START Given records

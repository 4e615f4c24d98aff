// SPDX-License-Identifier: AGPL-3.0-or-later
//
// Copyright (C) 2026 Relational Network

//! # Runtime Configuration
//!
//! Configuration is read from the environment once at startup and passed
//! down explicitly. Nothing here is a process global.
//!
//! ## Environment Variables
//!
//! | Variable | Description | Default |
//! |----------|-------------|---------|
//! | `HOST` | Server bind address | `0.0.0.0` |
//! | `PORT` | Server bind port | `3000` |
//! | `DATABASE_PATH` | Account database file | `./data/ledger.redb` |
//! | `JWT_SECRET` | Token signing secret (>= 32 bytes) | Required |
//! | `TOKEN_TTL_SECS` | Token lifetime in seconds | `86400` |
//! | `BCRYPT_COST` | Password hashing cost | `12` |
//! | `TLS_CERT_PATH` | PEM certificate chain, enables HTTPS | Optional |
//! | `TLS_KEY_PATH` | PEM private key, enables HTTPS | Optional |
//! | `LOG_FORMAT` | Logging format (`json` or `pretty`) | `pretty` |
//! | `RUST_LOG` | Log level filter | `info,tower_http=debug` |
//!
//! Rotating `JWT_SECRET` invalidates every outstanding token. That is the
//! only revocation mechanism.

use std::net::{IpAddr, SocketAddr};
use std::path::PathBuf;

pub const HOST_ENV: &str = "HOST";
pub const PORT_ENV: &str = "PORT";
pub const DATABASE_PATH_ENV: &str = "DATABASE_PATH";
pub const JWT_SECRET_ENV: &str = "JWT_SECRET";
pub const TOKEN_TTL_ENV: &str = "TOKEN_TTL_SECS";
pub const BCRYPT_COST_ENV: &str = "BCRYPT_COST";
pub const TLS_CERT_PATH_ENV: &str = "TLS_CERT_PATH";
pub const TLS_KEY_PATH_ENV: &str = "TLS_KEY_PATH";
pub const LOG_FORMAT_ENV: &str = "LOG_FORMAT";

const DEFAULT_HOST: &str = "0.0.0.0";
const DEFAULT_PORT: u16 = 3000;
const DEFAULT_DATABASE_PATH: &str = "./data/ledger.redb";

/// Default token lifetime (24 hours).
pub const DEFAULT_TOKEN_TTL_SECS: i64 = 24 * 60 * 60;

/// Shortest accepted signing secret, in bytes.
pub const MIN_SECRET_LEN: usize = 32;

#[derive(Debug, thiserror::Error, PartialEq, Eq)]
pub enum ConfigError {
    #[error("JWT_SECRET must be set")]
    MissingSecret,

    #[error("JWT_SECRET must be at least 32 bytes")]
    WeakSecret,

    #[error("invalid value for {var}: {value:?}")]
    Invalid { var: &'static str, value: String },

    #[error("TLS_CERT_PATH and TLS_KEY_PATH must be set together")]
    PartialTls,
}

/// Token signing secret. Read-only after startup; `Debug` never prints it.
#[derive(Clone, PartialEq, Eq)]
pub struct SigningSecret(Vec<u8>);

impl SigningSecret {
    pub fn new(bytes: impl Into<Vec<u8>>) -> Result<Self, ConfigError> {
        let bytes = bytes.into();
        if bytes.len() < MIN_SECRET_LEN {
            return Err(ConfigError::WeakSecret);
        }
        Ok(Self(bytes))
    }

    pub fn as_bytes(&self) -> &[u8] {
        &self.0
    }
}

impl std::fmt::Debug for SigningSecret {
    fn fmt(&self, f: &mut std::fmt::Formatter<'_>) -> std::fmt::Result {
        f.write_str("SigningSecret(<redacted>)")
    }
}

/// Log output format.
#[derive(Debug, Clone, Copy, PartialEq, Eq, Default)]
pub enum LogFormat {
    Json,
    #[default]
    Pretty,
}

/// PEM files for HTTPS.
#[derive(Debug, Clone, PartialEq, Eq)]
pub struct TlsPaths {
    pub cert: PathBuf,
    pub key: PathBuf,
}

/// Fully resolved service configuration.
#[derive(Debug, Clone)]
pub struct Config {
    pub bind_addr: SocketAddr,
    pub database_path: PathBuf,
    pub jwt_secret: SigningSecret,
    pub token_ttl_secs: i64,
    pub bcrypt_cost: u32,
    pub tls: Option<TlsPaths>,
    pub log_format: LogFormat,
}

impl Config {
    /// Load configuration from the process environment.
    pub fn from_env() -> Result<Self, ConfigError> {
        Self::from_lookup(|var| std::env::var(var).ok())
    }

    /// Load configuration through an arbitrary variable lookup.
    pub fn from_lookup<F>(lookup: F) -> Result<Self, ConfigError>
    where
        F: Fn(&str) -> Option<String>,
    {
        let host = lookup(HOST_ENV).unwrap_or_else(|| DEFAULT_HOST.to_string());
        let port: u16 = parse_or(&lookup, PORT_ENV, DEFAULT_PORT)?;
        let ip: IpAddr = host.parse().map_err(|_| ConfigError::Invalid {
            var: HOST_ENV,
            value: host.clone(),
        })?;
        let bind_addr = SocketAddr::new(ip, port);

        let database_path = lookup(DATABASE_PATH_ENV)
            .map(PathBuf::from)
            .unwrap_or_else(|| PathBuf::from(DEFAULT_DATABASE_PATH));

        let jwt_secret = match lookup(JWT_SECRET_ENV) {
            Some(secret) if !secret.is_empty() => SigningSecret::new(secret)?,
            _ => return Err(ConfigError::MissingSecret),
        };

        let token_ttl_secs: i64 = parse_or(&lookup, TOKEN_TTL_ENV, DEFAULT_TOKEN_TTL_SECS)?;
        if token_ttl_secs <= 0 {
            return Err(ConfigError::Invalid {
                var: TOKEN_TTL_ENV,
                value: token_ttl_secs.to_string(),
            });
        }

        let bcrypt_cost: u32 = parse_or(&lookup, BCRYPT_COST_ENV, bcrypt::DEFAULT_COST)?;
        if !(4..=31).contains(&bcrypt_cost) {
            return Err(ConfigError::Invalid {
                var: BCRYPT_COST_ENV,
                value: bcrypt_cost.to_string(),
            });
        }

        let tls = match (lookup(TLS_CERT_PATH_ENV), lookup(TLS_KEY_PATH_ENV)) {
            (Some(cert), Some(key)) => Some(TlsPaths {
                cert: cert.into(),
                key: key.into(),
            }),
            (None, None) => None,
            _ => return Err(ConfigError::PartialTls),
        };

        let log_format = match lookup(LOG_FORMAT_ENV).as_deref() {
            None | Some("pretty") => LogFormat::Pretty,
            Some("json") => LogFormat::Json,
            Some(other) => {
                return Err(ConfigError::Invalid {
                    var: LOG_FORMAT_ENV,
                    value: other.to_string(),
                })
            }
        };

        Ok(Self {
            bind_addr,
            database_path,
            jwt_secret,
            token_ttl_secs,
            bcrypt_cost,
            tls,
            log_format,
        })
    }
}

fn parse_or<F, T>(lookup: &F, var: &'static str, default: T) -> Result<T, ConfigError>
where
    F: Fn(&str) -> Option<String>,
    T: std::str::FromStr,
{
    match lookup(var) {
        Some(value) => value
            .trim()
            .parse()
            .map_err(|_| ConfigError::Invalid { var, value }),
        None => Ok(default),
    }
}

END Given records

Task to carry out: Among the records above, find each line holding the string "match" and pull it out.

Expected answer:
        let jwt_secret = match lookup(JWT_SECRET_ENV) {
        let tls = match (lookup(TLS_CERT_PATH_ENV), lookup(TLS_KEY_PATH_ENV)) {
        let log_format = match lookup(LOG_FORMAT_ENV).as_deref() {
    match lookup(var) {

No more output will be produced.